* WHAT THIS TASK INVOLVES
Pull every line that includes the word "derive" out of the data below and copy it.

* SUPPLIED INFORMATION
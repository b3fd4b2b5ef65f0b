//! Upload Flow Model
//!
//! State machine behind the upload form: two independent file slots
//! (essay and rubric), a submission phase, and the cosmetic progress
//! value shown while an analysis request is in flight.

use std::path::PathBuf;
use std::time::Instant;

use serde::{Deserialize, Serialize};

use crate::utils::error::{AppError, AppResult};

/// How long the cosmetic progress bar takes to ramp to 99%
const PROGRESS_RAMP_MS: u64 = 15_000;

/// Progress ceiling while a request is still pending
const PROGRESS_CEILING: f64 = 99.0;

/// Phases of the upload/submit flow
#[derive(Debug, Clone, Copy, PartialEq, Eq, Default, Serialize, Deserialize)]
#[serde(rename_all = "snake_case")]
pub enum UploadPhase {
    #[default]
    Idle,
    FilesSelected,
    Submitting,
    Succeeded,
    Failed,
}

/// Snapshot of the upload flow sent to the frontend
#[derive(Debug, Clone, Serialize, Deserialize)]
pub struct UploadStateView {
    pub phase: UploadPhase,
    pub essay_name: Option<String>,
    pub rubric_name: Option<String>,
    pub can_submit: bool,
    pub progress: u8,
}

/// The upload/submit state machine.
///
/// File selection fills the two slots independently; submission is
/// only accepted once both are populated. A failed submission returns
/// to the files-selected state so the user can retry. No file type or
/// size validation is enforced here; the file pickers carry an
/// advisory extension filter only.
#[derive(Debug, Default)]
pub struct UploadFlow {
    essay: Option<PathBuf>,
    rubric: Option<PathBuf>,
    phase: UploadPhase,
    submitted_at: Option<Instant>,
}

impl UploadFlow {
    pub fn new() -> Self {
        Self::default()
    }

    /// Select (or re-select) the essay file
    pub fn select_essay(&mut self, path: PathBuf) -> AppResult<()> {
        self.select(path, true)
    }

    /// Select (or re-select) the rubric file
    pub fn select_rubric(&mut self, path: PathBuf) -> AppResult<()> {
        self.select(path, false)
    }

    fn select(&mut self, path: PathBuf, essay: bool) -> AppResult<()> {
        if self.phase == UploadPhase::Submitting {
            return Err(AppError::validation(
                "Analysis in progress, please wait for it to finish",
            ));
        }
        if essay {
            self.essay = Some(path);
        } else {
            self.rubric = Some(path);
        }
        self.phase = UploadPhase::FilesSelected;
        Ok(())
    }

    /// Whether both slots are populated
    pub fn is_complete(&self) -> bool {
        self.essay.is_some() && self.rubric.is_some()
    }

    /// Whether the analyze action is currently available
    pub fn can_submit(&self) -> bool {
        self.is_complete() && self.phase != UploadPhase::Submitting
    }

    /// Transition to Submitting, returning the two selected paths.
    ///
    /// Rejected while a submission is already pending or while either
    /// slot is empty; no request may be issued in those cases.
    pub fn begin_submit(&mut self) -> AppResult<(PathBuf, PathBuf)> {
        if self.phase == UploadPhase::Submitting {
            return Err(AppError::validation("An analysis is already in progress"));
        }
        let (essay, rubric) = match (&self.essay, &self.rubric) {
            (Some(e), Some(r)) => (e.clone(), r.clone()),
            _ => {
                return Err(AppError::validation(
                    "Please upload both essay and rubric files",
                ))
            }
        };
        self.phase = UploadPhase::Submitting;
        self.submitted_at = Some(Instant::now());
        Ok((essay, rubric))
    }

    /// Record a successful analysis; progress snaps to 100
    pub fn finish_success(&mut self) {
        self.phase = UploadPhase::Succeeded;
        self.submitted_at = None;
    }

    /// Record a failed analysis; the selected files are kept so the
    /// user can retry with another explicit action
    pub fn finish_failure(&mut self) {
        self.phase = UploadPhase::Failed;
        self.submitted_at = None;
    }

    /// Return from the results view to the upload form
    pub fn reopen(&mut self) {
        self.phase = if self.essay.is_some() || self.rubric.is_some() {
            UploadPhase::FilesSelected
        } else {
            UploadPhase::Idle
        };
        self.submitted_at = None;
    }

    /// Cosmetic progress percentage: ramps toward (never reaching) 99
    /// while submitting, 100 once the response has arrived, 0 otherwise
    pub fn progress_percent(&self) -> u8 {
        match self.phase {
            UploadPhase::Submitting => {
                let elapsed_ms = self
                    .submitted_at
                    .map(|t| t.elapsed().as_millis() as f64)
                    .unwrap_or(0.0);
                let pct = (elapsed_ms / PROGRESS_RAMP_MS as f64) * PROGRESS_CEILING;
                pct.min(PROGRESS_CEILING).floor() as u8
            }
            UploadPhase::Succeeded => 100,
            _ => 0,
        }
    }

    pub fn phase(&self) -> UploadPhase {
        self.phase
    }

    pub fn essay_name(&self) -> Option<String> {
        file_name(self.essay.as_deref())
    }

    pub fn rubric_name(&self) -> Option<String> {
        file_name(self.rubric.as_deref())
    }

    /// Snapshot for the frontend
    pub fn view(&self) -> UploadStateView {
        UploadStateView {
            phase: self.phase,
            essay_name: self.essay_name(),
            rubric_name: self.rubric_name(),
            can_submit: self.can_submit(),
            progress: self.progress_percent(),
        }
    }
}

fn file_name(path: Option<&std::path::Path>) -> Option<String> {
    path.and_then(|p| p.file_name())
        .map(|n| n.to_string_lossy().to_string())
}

* YOUR RESPONSE
#[derive(Debug, Clone, Copy, PartialEq, Eq, Default, Serialize, Deserialize)]
#[derive(Debug, Clone, Serialize, Deserialize)]
#[derive(Debug, Default)]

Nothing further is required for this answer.